O abridor imaginário


Quem propuser uma Previdência de capitalização terá de explicar como bancar a transição.

Um físico, um químico e um economista estão numa ilha deserta, com latas de comida salvas do naufrágio, mas sem o abridor. Os dois primeiros sugerem métodos para abrir as latas baseados em suas especialidades, ambos, porém, impraticáveis. Cabe ao economista anunciar que tem a solução para o problema: "Supondo que temos um abridor de latas...".

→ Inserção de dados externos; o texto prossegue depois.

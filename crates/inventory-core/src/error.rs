//! Error types for inventory-core

/// Result type for inventory-core operations
pub type Result<T> = std::result::Result<T, Error>;

/// Errors that can occur during inventory resolution
///
/// Every variant is fatal: resolution aborts on the first malformed input and
/// no partial machine map is returned, since provisioning from partial data
/// risks inconsistent environments.
#[derive(Debug, thiserror::Error)]
pub enum Error {
    /// A `site_hosts` entry is not a mapping or lacks a `canonical` host
    #[error(
        "Invalid `site_hosts` entry for site `{site}` of project `{project}`: \
         each entry must be a mapping with a `canonical` key\n\
         \n\
         Expected shape:\n\
         \x20 site_hosts:\n\
         \x20   - canonical: example.dev\n\
         \x20     redirects:\n\
         \x20       - www.example.dev"
    )]
    SiteHosts { project: String, site: String },

    /// A `web.development` host entry has an unusable shape
    #[error(
        "Invalid `web.development` entry for group `{group}`: expected a string \
         address, a non-empty list of strings, or a non-empty list of mappings"
    )]
    HostValue { group: String },

    /// A target project has no site-variable document
    #[error("No site variables found for project `{project}`")]
    ProjectVars { project: String },

    /// The inventory document itself is malformed
    #[error("Malformed inventory document: {message}")]
    Inventory { message: String },
}

impl Error {
    /// Create an inventory-document error with the given message
    pub fn inventory(message: impl Into<String>) -> Self {
        Self::Inventory {
            message: message.into(),
        }
    }
}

A piada é antiga, mas surpreendentemente atual no nosso contexto, em particular no que diz respeito à reforma da Previdência. Economistas, tanto os ligados a Ciro Gomes como os a Jair Bolsonaro, defendem a transição do atual regime previdenciário, de repartição —em que os trabalhadores hoje ativos transferem recursos aos aposentados — para capitalização —em que cada pessoa recebe como aposentada aquilo que poupou ao longo de sua vida.


A vantagem no caso seria a virtual impossibilidade de déficits, desde que o sistema seja bem desenhado: como cada um recebe apenas o que poupou, não há, por definição, insuficiência de recursos que obrigue o governo a cobrir a diferença entre a arrecadação e o gasto (na verdade, como também se propõe que haja um regime de repartição para os de menor renda, há a possibilidade de algum déficit, mas bem menor que o atual).

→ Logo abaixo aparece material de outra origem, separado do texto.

//! Input data model for the inventory document and variable files
//!
//! The inventory document has a required `projects` mapping and an optional
//! `groups` mapping; both are decoded order-preserving, since document order
//! drives ancestor iteration and the default machine order. Parsing the YAML
//! text itself is the caller's concern; this module only classifies
//! already-parsed values.

use serde::Deserialize;
use serde_yaml::{Mapping, Value};

use crate::error::{Error, Result};
use crate::graph::GroupGraph;
use crate::resolver::Contribution;

/// One named node of the inventory: an environment, role, or project
#[derive(Debug, Clone, Default, Deserialize)]
pub struct GroupDef {
    /// Host table keyed by environment (`development`, `staging`, ...)
    #[serde(default)]
    pub web: Option<Value>,

    /// Declared child groups, in order
    #[serde(default)]
    pub children: Vec<String>,

    /// Explicit parentage outside the graph (projects only)
    #[serde(default)]
    pub parents: Vec<String>,
}

impl GroupDef {
    /// The raw `web.development` host value, if any
    pub fn dev_host(&self) -> Option<&Value> {
        self.web.as_ref().and_then(|web| web.get("development"))
    }

    /// Whether this group has development configuration
    pub fn has_dev(&self) -> bool {
        self.dev_host().is_some()
    }
}

/// The parsed inventory document, order-preserving
#[derive(Debug, Clone, Default)]
pub struct Inventory {
    /// `projects` section: project name -> definition
    pub projects: Vec<(String, GroupDef)>,
    /// `groups` section: group name -> definition
    pub groups: Vec<(String, GroupDef)>,
}

impl Inventory {
    /// Decode an inventory document
    ///
    /// `projects` is required; `groups` is optional. Unknown keys inside a
    /// definition are ignored (the provisioning side reads them, the resolver
    /// does not).
    pub fn from_value(doc: &Value) -> Result<Self> {
        let projects = doc
            .get("projects")
            .ok_or_else(|| Error::inventory("missing required `projects` mapping"))?;
        let projects = decode_section("projects", projects)?;

        let groups = match doc.get("groups") {
            Some(groups) => decode_section("groups", groups)?,
            None => Vec::new(),
        };

        Ok(Self { projects, groups })
    }

    /// Projects that have development configuration, in document order
    pub fn projects_with_dev(&self) -> Vec<(&str, &GroupDef)> {
        self.projects
            .iter()
            .filter(|(_, def)| def.has_dev())
            .map(|(name, def)| (name.as_str(), def))
            .collect()
    }

    /// The parent/child adjacency declared by the `groups` section
    pub fn graph(&self) -> GroupGraph {
        GroupGraph::new(
            self.groups
                .iter()
                .map(|(name, def)| (name.clone(), def.children.clone()))
                .collect(),
        )
    }

    /// Explicit `parents` declared for a project, if any
    pub fn explicit_parents(&self, name: &str) -> &[String] {
        self.projects
            .iter()
            .find(|(project, _)| project == name)
            .map(|(_, def)| def.parents.as_slice())
            .unwrap_or(&[])
    }

    /// Machine candidates: dev-configured groups, then dev-configured
    /// projects, in document order
    ///
    /// A project sharing a name with a group replaces the group's definition
    /// but keeps the group's position.
    pub fn machine_candidates(&self) -> Vec<(String, GroupDef)> {
        let mut candidates: Vec<(String, GroupDef)> = self
            .groups
            .iter()
            .filter(|(_, def)| def.has_dev())
            .cloned()
            .collect();

        for (name, def) in self.projects_with_dev() {
            if let Some(existing) = candidates.iter_mut().find(|(n, _)| n == name) {
                existing.1 = def.clone();
            } else {
                candidates.push((name.to_string(), def.clone()));
            }
        }
        candidates
    }
}

fn decode_section(section: &str, value: &Value) -> Result<Vec<(String, GroupDef)>> {
    let mapping = value
        .as_mapping()
        .ok_or_else(|| Error::inventory(format!("`{section}` must be a mapping")))?;

    let mut entries = Vec::with_capacity(mapping.len());
    for (name, def) in mapping {
        let name = name
            .as_str()
            .ok_or_else(|| Error::inventory(format!("`{section}` keys must be strings")))?;
        let def: GroupDef = serde_yaml::from_value(def.clone())
            .map_err(|err| Error::inventory(format!("`{section}.{name}`: {err}")))?;
        entries.push((name.to_string(), def));
    }
    Ok(entries)
}

/// Classified shape of a `web.development` host entry
///
/// A single classification step instead of shape-sniffing at every use: a
/// bare string is the address; a list of strings contributes its first
/// element as the address; a list of mappings contributes the first mapping
/// as a bag of machine-level overlay fields.
#[derive(Debug, Clone, PartialEq)]
pub enum HostValue {
    Literal(String),
    List(Vec<String>),
    OverlayList(Vec<Mapping>),
}

impl HostValue {
    /// Classify a raw host value; `None` means the shape is unusable
    pub fn classify(value: &Value) -> Option<Self> {
        match value {
            Value::String(address) => Some(Self::Literal(address.clone())),
            Value::Sequence(items) => match items.first()? {
                Value::String(_) => Some(Self::List(
                    items
                        .iter()
                        .filter_map(|v| v.as_str().map(String::from))
                        .collect(),
                )),
                Value::Mapping(_) => Some(Self::OverlayList(
                    items
                        .iter()
                        .filter_map(|v| v.as_mapping().cloned())
                        .collect(),
                )),
                _ => None,
            },
            _ => None,
        }
    }
}

/// A project's site-variable document
///
/// `site_vars` maps each site key to its own contributions layer;
/// `site_vars_for_project` is an optional project-wide contributions layer
/// folded before the per-site layers.
#[derive(Debug, Clone, Default)]
pub struct SiteVarsDoc {
    pub site_vars: Vec<(String, Vec<Contribution>)>,
    pub site_vars_for_project: Vec<Contribution>,
}

impl SiteVarsDoc {
    /// Decode a per-project site-variable document
    pub fn from_value(project: &str, doc: &Value) -> Result<Self> {
        let site_vars = doc
            .get("site_vars")
            .and_then(Value::as_mapping)
            .ok_or_else(|| {
                Error::inventory(format!(
                    "project `{project}`: site variables must contain a `site_vars` mapping"
                ))
            })?;

        let mut sites = Vec::with_capacity(site_vars.len());
        for (site, layer) in site_vars {
            let site = site.as_str().ok_or_else(|| {
                Error::inventory(format!("project `{project}`: site keys must be strings"))
            })?;
            sites.push((site.to_string(), Contribution::layer_from_value(layer)?));
        }

        let for_project = match doc.get("site_vars_for_project") {
            Some(layer) => Contribution::layer_from_value(layer)?,
            None => Vec::new(),
        };

        Ok(Self {
            site_vars: sites,
            site_vars_for_project: for_project,
        })
    }
}

#[cfg(test)]
mod tests {
    use super::*;
    use pretty_assertions::assert_eq;

    fn yaml(s: &str) -> Value {
        serde_yaml::from_str(s).unwrap()
    }

    #[test]
    fn inventory_requires_projects() {
        let err = Inventory::from_value(&yaml("{groups: {}}")).unwrap_err();
        assert!(matches!(err, Error::Inventory { .. }));
    }

    #[test]
    fn sections_preserve_document_order() {
        let inv = Inventory::from_value(&yaml(
            "projects:\n  zeta: {web: {development: 1.2.3.4}}\n  alpha: {web: {development: 1.2.3.5}}\n",
        ))
        .unwrap();
        let names: Vec<&str> = inv.projects.iter().map(|(n, _)| n.as_str()).collect();
        assert_eq!(names, vec!["zeta", "alpha"]);
    }

    #[test]
    fn projects_without_dev_are_not_candidates() {
        let inv = Inventory::from_value(&yaml(
            "projects:\n  live: {web: {production: 9.9.9.9}}\n  dev: {web: {development: 1.1.1.1}}\n",
        ))
        .unwrap();
        let names: Vec<String> = inv
            .machine_candidates()
            .into_iter()
            .map(|(n, _)| n)
            .collect();
        assert_eq!(names, vec!["dev"]);
    }

    #[test]
    fn project_definition_replaces_same_named_group_in_place() {
        let inv = Inventory::from_value(&yaml(
            "projects:\n  shared: {web: {development: 2.2.2.2}}\n\
             groups:\n  shared: {web: {development: 1.1.1.1}}\n  other: {web: {development: 3.3.3.3}}\n",
        ))
        .unwrap();
        let candidates = inv.machine_candidates();
        assert_eq!(candidates[0].0, "shared");
        assert_eq!(
            candidates[0].1.dev_host(),
            Some(&yaml("2.2.2.2"))
        );
        assert_eq!(candidates[1].0, "other");
    }

    #[test]
    fn classify_host_value_shapes() {
        assert_eq!(
            HostValue::classify(&yaml("10.0.0.5")),
            Some(HostValue::Literal("10.0.0.5".to_string()))
        );
        assert_eq!(
            HostValue::classify(&yaml("[10.0.0.5, 10.0.0.6]")),
            Some(HostValue::List(vec![
                "10.0.0.5".to_string(),
                "10.0.0.6".to_string()
            ]))
        );
        assert!(matches!(
            HostValue::classify(&yaml("[{ansible_host: 10.0.0.6}]")),
            Some(HostValue::OverlayList(_))
        ));
        assert_eq!(HostValue::classify(&yaml("[]")), None);
        assert_eq!(HostValue::classify(&yaml("42")), None);
    }

    #[test]
    fn site_vars_doc_requires_site_vars_mapping() {
        let err = SiteVarsDoc::from_value("p1", &yaml("{}")).unwrap_err();
        assert!(err.to_string().contains("p1"));
    }

    #[test]
    fn site_vars_doc_decodes_sites_in_order() {
        let doc = SiteVarsDoc::from_value(
            "p1",
            &yaml(
                "site_vars:\n  b.dev:\n    - all: {x: 1}\n  a.dev:\n    - all: {x: 2}\n\
                 site_vars_for_project:\n  - all: {y: 1}\n",
            ),
        )
        .unwrap();
        let sites: Vec<&str> = doc.site_vars.iter().map(|(s, _)| s.as_str()).collect();
        assert_eq!(sites, vec!["b.dev", "a.dev"]);
        assert_eq!(doc.site_vars_for_project.len(), 1);
    }
}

Como é que ninguém pensou nisso antes?

A verdade é que muita gente pensou; apenas, ao contrário desses economistas, não supôs que possuísse um abridor de latas.

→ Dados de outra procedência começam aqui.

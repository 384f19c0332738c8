//! Ordered evaluation of match-pattern expressions against group names
//!
//! A pattern expression is a `,`/`:`-delimited list of sub-patterns with
//! Ansible-style semantics: bare names include, `&` intersects, `!` excludes.
//! Only the reduced subset the inventory actually uses is supported:
//! literals, `*` wildcards, and `~`-prefixed regular expressions. Subscript
//! ranges and host-list expansion are out of scope; such syntax falls through
//! to a literal (non-matching) comparison.

use regex::RegexBuilder;

/// Group names matched by `expr` out of `known`, as an ordered set
///
/// Sub-patterns are re-bucketed into a fixed evaluation order (regular, then
/// intersection, then exclusion) regardless of their position in the
/// expression. The fixed order is load-bearing: exclusions always apply after
/// inclusions, and intersections narrow before exclusions remove.
pub fn matching_groups(expr: &str, known: &[String]) -> Vec<String> {
    let mut regular = Vec::new();
    let mut intersection = Vec::new();
    let mut exclude = Vec::new();

    for sub in expr.split([',', ':']) {
        if sub.starts_with('!') {
            exclude.push(sub);
        } else if sub.starts_with('&') {
            intersection.push(sub);
        } else {
            regular.push(sub);
        }
    }

    let mut matches: Vec<String> = Vec::new();

    for sub in regular
        .into_iter()
        .chain(intersection)
        .chain(exclude)
    {
        let bare = sub.strip_prefix(['!', '&']).unwrap_or(sub);
        let candidates = candidates_for(bare, known);

        if sub.starts_with('!') {
            matches.retain(|m| !candidates.contains(m));
        } else if sub.starts_with('&') {
            matches.retain(|m| candidates.contains(m));
        } else {
            for candidate in candidates {
                if !matches.contains(&candidate) {
                    matches.push(candidate);
                }
            }
        }
    }

    matches
}

/// Names from `known` matched by one bare sub-pattern
fn candidates_for(bare: &str, known: &[String]) -> Vec<String> {
    if let Some(body) = bare.strip_prefix('~') {
        regex_candidates(body, known)
    } else if bare.contains('*') {
        // `*` becomes `.*`, anchored at both ends. Remaining characters pass
        // through unescaped.
        let body = format!("^{}$", bare.replace('*', ".*"));
        regex_candidates(&body, known)
    } else {
        known.iter().filter(|name| *name == bare).cloned().collect()
    }
}

fn regex_candidates(body: &str, known: &[String]) -> Vec<String> {
    match RegexBuilder::new(body).case_insensitive(true).build() {
        Ok(re) => known
            .iter()
            .filter(|name| re.is_match(name))
            .cloned()
            .collect(),
        Err(err) => {
            // Recoverable policy: patterns come from user-authored config, so
            // an unparseable body matches nothing instead of aborting.
            tracing::debug!(pattern = body, %err, "unparseable pattern matches nothing");
            Vec::new()
        }
    }
}

#[cfg(test)]
mod tests {
    use super::*;
    use pretty_assertions::assert_eq;
    use rstest::rstest;

    fn known() -> Vec<String> {
        ["a", "b", "ab", "c"].map(String::from).to_vec()
    }

    #[test]
    fn literal_matches_exactly_one_name() {
        assert_eq!(matching_groups("a", &known()), vec!["a"]);
        assert!(matching_groups("nope", &known()).is_empty());
    }

    #[test]
    fn wildcard_is_anchored() {
        assert_eq!(matching_groups("a*", &known()), vec!["a", "ab"]);
        assert_eq!(matching_groups("*b", &known()), vec!["b", "ab"]);
    }

    #[test]
    fn tilde_regex_is_unanchored_and_case_insensitive() {
        let groups = ["Web", "webserver", "db"].map(String::from).to_vec();
        assert_eq!(matching_groups("~^web", &groups), vec!["Web", "webserver"]);
    }

    // Exclusion applies last no matter where it sits in the expression.
    #[rstest]
    #[case("a*,!ab")]
    #[case("!ab,a*")]
    fn exclusion_always_applies_after_inclusion(#[case] expr: &str) {
        assert_eq!(matching_groups(expr, &known()), vec!["a"]);
    }

    // Intersection always evaluates after regular inclusion, so token order
    // in the expression does not change the result.
    #[rstest]
    #[case("a*,&b")]
    #[case("&b,a*")]
    fn intersection_order_independent_of_token_order(#[case] expr: &str) {
        assert!(matching_groups(expr, &known()).is_empty());
    }

    #[test]
    fn colon_delimiter_is_equivalent_to_comma() {
        assert_eq!(
            matching_groups("a:c", &known()),
            matching_groups("a,c", &known())
        );
    }

    #[test]
    fn unparseable_regex_matches_nothing() {
        assert!(matching_groups("~[", &known()).is_empty());
        // ...and does not disturb the rest of the expression
        assert_eq!(matching_groups("~[,c", &known()), vec!["c"]);
    }

    #[test]
    fn union_preserves_first_seen_order() {
        assert_eq!(matching_groups("c,a*", &known()), vec!["c", "a", "ab"]);
    }
}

O cerne da questão é simples. Se pudéssemos começar um sistema previdenciário do zero, provavelmente montaríamos um regime de capitalização; o problema é que não podemos!

Considerando apenas o INSS, há cerca de 30 milhões de aposentados e pensionistas, que receberam nos últimos 12 meses algo como R$ 570 bilhões (aproximadamente R$ 1.460/mês). Esse valor é (parcialmente) bancado por 52,5 milhões de contribuintes, que recolheram R$ 381 bilhões no mesmo período, considerando tanto a parcela dos segurados como das empresas que os empregam (mesmo encargos que são "pagos" pelas empresas acabam recaindo em larga medida sobre os trabalhadores na forma de salários mais baixos). O resultado é um déficit de R$ 189 bilhões, coberto pelo Tesouro Nacional.

Caso, porém, houvesse a mudança para o regime de capitalização, as receitas atuais cairiam, pois os trabalhadores ativos passariam a depositar suas contribuições em contas individuais, o que aumentaria o déficit do atual regime.

É verdade que a atual geração de aposentados desaparecerá (perdão, mas faz parte da condição humana), porém, enquanto isso não acontecesse, o Tesouro Nacional teria de bancar a transição. Seu custo exato depende de muitas variáveis (até mesmo a redução do teto das aposentadorias, tema do qual os candidatos fogem mais rápido do que o diabo da cruz), mas a discussão é acadêmica, pois o Tesouro (mesmo descontado o resultado do INSS) não é superavitário o suficiente para cobrir a perda de receita.

É possível usar truques para mascarar as alternativas, mas não há como fugir delas: redução no valor das aposentadorias remanescentes no regime de repartição, aumento de tributos e elevação da dívida, ou, mais provavelmente, uma combinação dos três.

A conclusão é inescapável: quem propuser uma reforma previdenciária nesse sentido tem também de deixar muito claro como pretende bancar o custo da transição. Se não o fizer, pode estar certo de que possui um abridor de latas imaginário...

Alexandre Schwartsman - consultor, ex-diretor do Banco Central (2003-2006). É doutor pela Universidade da Califórnia em Berkeley.